My painting centers on handmade objects used in the past:flint stones, which were used as weapons or tools; beads and necklaces, used for commercial or ritual purposes; ropes, braids, and mats.
Growing up in South America, my home was full of handmade artifacts from all over the continent: Carved sculptures, weaved baskets and rugs, leather drums, chairs and tables, handmade knives and original colorful naïve paintings. I always felt these artifacts preserve the knowledge and the personality of the artisans who made them, telling me stories about their lives, needs, and believes.
In my painting I try to go years back, to learn from the artisans who made the objects, and to create them anew. My brush digs in the paint, moving, removing, adding and heaping, attempting to braid and weave the paint, to hew and carve the painterly layers, to unstitch and reconnect.

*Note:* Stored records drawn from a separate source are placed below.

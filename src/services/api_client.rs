// ============================================================================
// API CLIENT - SOLO COMUNICACIÓN HTTP (Stateless)
// ============================================================================
// NO tiene lógica de negocio ni estado: no reintenta, no cancela, no cachea
// ============================================================================

use gloo_net::http::{Request, Response};

use crate::config::CONFIG;
use crate::models::Event;
use crate::services::error::ApiError;
use crate::utils::constants::{EVENTS_ENDPOINT, EVENT_ENDPOINT_PREFIX};

#[derive(Clone, Debug, PartialEq)]
pub struct ApiClient {
    base_url: String,
}

impl ApiClient {
    pub fn new() -> Self {
        Self::with_base_url(CONFIG.backend_url())
    }

    pub fn with_base_url(base_url: &str) -> Self {
        Self {
            base_url: base_url.trim_end_matches('/').to_string(),
        }
    }

    pub fn events_url(&self) -> String {
        format!("{}{}", self.base_url, EVENTS_ENDPOINT)
    }

    pub fn like_url(&self, event_id: &str) -> String {
        format!("{}{}/{}", self.base_url, EVENT_ENDPOINT_PREFIX, event_id)
    }

    /// Listar todos los eventos, en el orden que devuelve el backend
    pub async fn list_events(&self) -> Result<Vec<Event>, ApiError> {
        let url = self.events_url();
        log::debug!("📋 GET {}", url);

        let response = Request::get(&url)
            .send()
            .await
            .map_err(|e| ApiError::Network(e.to_string()))?;
        let response = ensure_ok(response)?;

        response
            .json::<Vec<Event>>()
            .await
            .map_err(|e| ApiError::Parse(e.to_string()))
    }

    /// Sumar un like en el backend. El cuerpo de la respuesta no se lee:
    /// el contador se incrementa localmente.
    pub async fn like_event(&self, event_id: &str) -> Result<(), ApiError> {
        let url = self.like_url(event_id);
        log::debug!("👍 POST {}", url);

        let response = Request::post(&url)
            .send()
            .await
            .map_err(|e| ApiError::Network(e.to_string()))?;
        ensure_ok(response).map(|_| ())
    }
}

impl Default for ApiClient {
    fn default() -> Self {
        Self::new()
    }
}

fn ensure_ok(response: Response) -> Result<Response, ApiError> {
    if response.ok() {
        Ok(response)
    } else {
        Err(ApiError::Http {
            status: response.status(),
            status_text: response.status_text(),
        })
    }
}

#[cfg(test)]
mod tests {
    use super::*;

    #[test]
    fn test_urls() {
        let client = ApiClient::with_base_url("http://localhost:4000/");
        assert_eq!(client.events_url(), "http://localhost:4000/createEvent");
        assert_eq!(client.like_url("abc123"), "http://localhost:4000/event/abc123");
    }

    #[test]
    fn test_relative_base_url() {
        let client = ApiClient::with_base_url("");
        assert_eq!(client.events_url(), "/createEvent");
        assert_eq!(client.like_url("x"), "/event/x");
    }
}
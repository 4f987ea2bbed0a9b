// ============================================================================
// USE EVENTS HOOK - ESTADO DEL LISTADO + LIKE
// ============================================================================
// Fetch una sola vez al montar. Las peticiones no se cancelan si el
// componente se desmonta antes de que terminen.
// ============================================================================

use yew::prelude::*;

use crate::stores::EventStore;
use crate::viewmodels::EventListViewModel;

#[derive(Clone)]
pub struct UseEventsHandle {
    pub state: UseReducerHandle<EventStore>,
    pub like: Callback<String>,
}

#[hook]
pub fn use_events() -> UseEventsHandle {
    let state = use_reducer(EventStore::default);

    // Fetch on mount
    {
        let dispatcher = state.dispatcher();
        use_effect_with((), move |_| {
            wasm_bindgen_futures::spawn_local(async move {
                let vm = EventListViewModel::new();
                if let Some(action) = vm.load_events().await {
                    dispatcher.dispatch(action);
                }
            });
            || ()
        });
    }

    // Like (optimista: solo se aplica si el backend responde 2xx)
    let like = {
        let dispatcher = state.dispatcher();
        Callback::from(move |event_id: String| {
            let dispatcher = dispatcher.clone();
            wasm_bindgen_futures::spawn_local(async move {
                let vm = EventListViewModel::new();
                if let Some(action) = vm.like_event(event_id).await {
                    dispatcher.dispatch(action);
                }
            });
        })
    };

    UseEventsHandle { state, like }
}
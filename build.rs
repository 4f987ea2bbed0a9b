use std::env;
use std::fs;
use std::path::Path;

/// Variables que `config.rs` lee con `option_env!`
const CONFIG_KEYS: [&str; 5] = [
    "BACKEND_URL",
    "ASSET_PATH",
    "ENABLE_LOGGING",
    "LOG_LEVEL",
    "HERO_IMAGE",
];

fn main() {
    let env_file = Path::new(".env");

    if env_file.exists() {
        println!("cargo:rerun-if-changed=.env");

        if let Ok(contents) = fs::read_to_string(env_file) {
            for (key, value) in contents.lines().filter_map(parse_line) {
                // La variable del entorno real tiene prioridad sobre .env
                if env::var(key).is_err() {
                    println!("cargo:rustc-env={}={}", key, value);
                }
            }
        }
    } else {
        println!("cargo:warning=No .env file found. Using default values (see .env.example).");
    }

    for key in CONFIG_KEYS {
        println!("cargo:rerun-if-env-changed={}", key);
    }
    println!("cargo:rerun-if-changed=build.rs");
    println!("cargo:rerun-if-changed=.env.example");
}

/// Parsea `KEY=VALUE`, ignorando comentarios y líneas vacías
fn parse_line(line: &str) -> Option<(&str, &str)> {
    let line = line.trim();
    if line.is_empty() || line.starts_with('#') {
        return None;
    }
    let (key, value) = line.split_once('=')?;
    let value = value.trim().trim_matches('"');
    Some((key.trim(), value))
}
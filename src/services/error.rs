use thiserror::Error;

/// Fallo de una petición HTTP. Para la UI todas las variantes son
/// "request failed": se registran en el log y se descartan.
#[derive(Debug, Clone, PartialEq, Error)]
pub enum ApiError {
    #[error("Network error: {0}")]
    Network(String),
    #[error("HTTP {status}: {status_text}")]
    Http { status: u16, status_text: String },
    #[error("Parse error: {0}")]
    Parse(String),
}

#[cfg(test)]
mod tests {
    use super::*;

    #[test]
    fn test_error_messages() {
        let err = ApiError::Http { status: 404, status_text: "Not Found".to_string() };
        assert_eq!(err.to_string(), "HTTP 404: Not Found");
        assert_eq!(ApiError::Network("offline".into()).to_string(), "Network error: offline");
        assert_eq!(ApiError::Parse("eof".into()).to_string(), "Parse error: eof");
    }
}
use event_booking_pwa::components::App;
use event_booking_pwa::config::CONFIG;

fn main() {
    // Panic hook primero para ver los panics en la consola
    console_error_panic_hook::set_once();

    if CONFIG.is_logging_enabled() {
        wasm_logger::init(wasm_logger::Config::new(CONFIG.log_level()));
    }
    log::info!("🎟️ Event Booking starting... (backend: {})", CONFIG.backend_url());

    yew::Renderer::<App>::new().render();
}
// ============================================================================
// EVENT STORE - SNAPSHOT INMUTABLE DE LOS EVENTOS
// ============================================================================
// Cada cambio produce un snapshot nuevo; nunca se muta el anterior.
// Como `Reducible`, las acciones se aplican siempre sobre el último estado,
// así dos likes que terminan a la vez suman los dos.
// ============================================================================

use std::rc::Rc;

use chrono::{DateTime, TimeZone};
use yew::Reducible;

use crate::models::Event;

#[derive(Clone, Copy, Debug, PartialEq, Eq, Default)]
pub enum LoadStatus {
    #[default]
    NotFetched,
    Fetched,
}

#[derive(Clone, Debug, PartialEq)]
pub enum EventAction {
    /// Respuesta completa del listado: reemplaza todo
    Loaded(Vec<Event>),
    /// Like aceptado por el backend para ese id
    Liked(String),
}

#[derive(Clone, Debug, PartialEq, Default)]
pub struct EventStore {
    pub events: Rc<Vec<Event>>,
    pub status: LoadStatus,
}

impl EventStore {
    pub fn is_fetched(&self) -> bool {
        self.status == LoadStatus::Fetched
    }

    pub fn with_events(&self, events: Vec<Event>) -> Self {
        Self {
            events: Rc::new(events),
            status: LoadStatus::Fetched,
        }
    }

    /// +1 like al evento con ese id; el resto queda igual.
    /// Un id desconocido devuelve el mismo snapshot.
    pub fn with_like(&self, event_id: &str) -> Self {
        if !self.events.iter().any(|e| e.id == event_id) {
            return self.clone();
        }

        let events = self
            .events
            .iter()
            .map(|event| {
                if event.id == event_id {
                    Event {
                        likes: event.likes.saturating_add(1),
                        ..event.clone()
                    }
                } else {
                    event.clone()
                }
            })
            .collect();

        Self {
            events: Rc::new(events),
            status: self.status,
        }
    }

    /// Eventos a mostrar: futuros o de hoy, en el orden del backend
    pub fn upcoming<Tz: TimeZone>(&self, now: &DateTime<Tz>) -> Vec<Event> {
        self.events
            .iter()
            .filter(|event| event.is_upcoming(now))
            .cloned()
            .collect()
    }

    #[cfg(test)]
    pub fn find(&self, event_id: &str) -> Option<&Event> {
        self.events.iter().find(|e| e.id == event_id)
    }
}

impl Reducible for EventStore {
    type Action = EventAction;

    fn reduce(self: Rc<Self>, action: Self::Action) -> Rc<Self> {
        match action {
            EventAction::Loaded(events) => Rc::new(self.with_events(events)),
            EventAction::Liked(event_id) => Rc::new(self.with_like(&event_id)),
        }
    }
}
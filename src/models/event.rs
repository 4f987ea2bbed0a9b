use chrono::{DateTime, FixedOffset, TimeZone};
use serde::{Deserialize, Deserializer, Serialize};

use crate::utils::constants::EVENT_ENDPOINT_PREFIX;

/// Evento tal como lo devuelve el backend (copia local, el dueño es el servidor)
#[derive(Clone, PartialEq, Serialize, Deserialize, Debug)]
pub struct Event {
    #[serde(rename = "_id")]
    pub id: String,
    pub title: String,
    #[serde(default, deserialize_with = "null_as_default")]
    pub description: String,
    /// Se conserva el offset recibido: la etiqueta muestra el día tal cual llegó
    #[serde(rename = "eventDate")]
    pub event_date: DateTime<FixedOffset>,
    #[serde(rename = "eventTime", default, deserialize_with = "null_as_default")]
    pub event_time: String,
    #[serde(rename = "ticketPrice", default, deserialize_with = "null_as_default")]
    pub ticket_price: f64,
    #[serde(rename = "organizedBy", default, deserialize_with = "null_as_default")]
    pub organized_by: String,
    #[serde(default, deserialize_with = "null_as_default")]
    pub owner: String,
    #[serde(default, skip_serializing_if = "Option::is_none")]
    pub image: Option<String>,
    #[serde(default, deserialize_with = "null_as_default")]
    pub likes: u64,
}

/// `null` en un campo opcional se trata como ausente, para que un registro
/// con `null` no haga fallar el listado completo
fn null_as_default<'de, D, T>(deserializer: D) -> Result<T, D::Error>
where
    D: Deserializer<'de>,
    T: Default + Deserialize<'de>,
{
    Ok(Option::<T>::deserialize(deserializer)?.unwrap_or_default())
}

impl Event {
    /// El evento es futuro, o cae en el mismo día natural que `now`
    /// (en la zona horaria de `now`, sin mirar la hora)
    pub fn is_upcoming<Tz: TimeZone>(&self, now: &DateTime<Tz>) -> bool {
        let event_date = self.event_date.with_timezone(&now.timezone());
        event_date > *now || event_date.date_naive() == now.date_naive()
    }

    pub fn is_free(&self) -> bool {
        self.ticket_price == 0.0
    }

    /// "Free" o "Rs. 500"
    pub fn price_label(&self) -> String {
        if self.is_free() {
            "Free".to_string()
        } else {
            format!("Rs. {}", self.ticket_price)
        }
    }

    pub fn display_title(&self) -> String {
        self.title.to_uppercase()
    }

    pub fn display_owner(&self) -> String {
        self.owner.to_uppercase()
    }

    /// Fecha (día tal como se transmitió, sin convertir de zona) + hora en texto libre
    pub fn date_label(&self) -> String {
        format!("{}, {}", self.event_date.format("%Y-%m-%d"), self.event_time)
    }

    /// URL de la imagen principal, `None` si el evento no tiene imagen
    pub fn image_url(&self, backend_url: &str, asset_path: &str) -> Option<String> {
        self.image
            .as_deref()
            .filter(|image| !image.is_empty())
            .map(|image| format!("{}{}/{}", backend_url, asset_path, image.trim_start_matches('/')))
    }

    /// Ruta de la página de reserva
    pub fn booking_path(&self) -> String {
        format!("{}/{}", EVENT_ENDPOINT_PREFIX, self.id)
    }
}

While painting, I seek those moments in which the objects acquire a life of their own, transforming into a sign, a borderline between hues, a starry desert night, an apocalyptic landscape, a giant color wheel; full partners in the mysterious choreography of the dance of painting.
My latest work centers on archeological findings from the Judean Desert, and the local atmosphere of this area – an isolated piece of land where biblical and present times are intertwined, a place of endless wars and battles throughout the decades and the hiding place for spiritual cults.
The more my work is dealing with local Israeli imagery, the more the paintings are taken apart to layers. Time and place are caught in an unresolved intermediate states. The unpainted areas and negative spaces are expending, and the void is taking over the painted object. The liminal space in my paintings is suspended – a space that exists outside the natural order, beyond words and clear, concrete distinctions.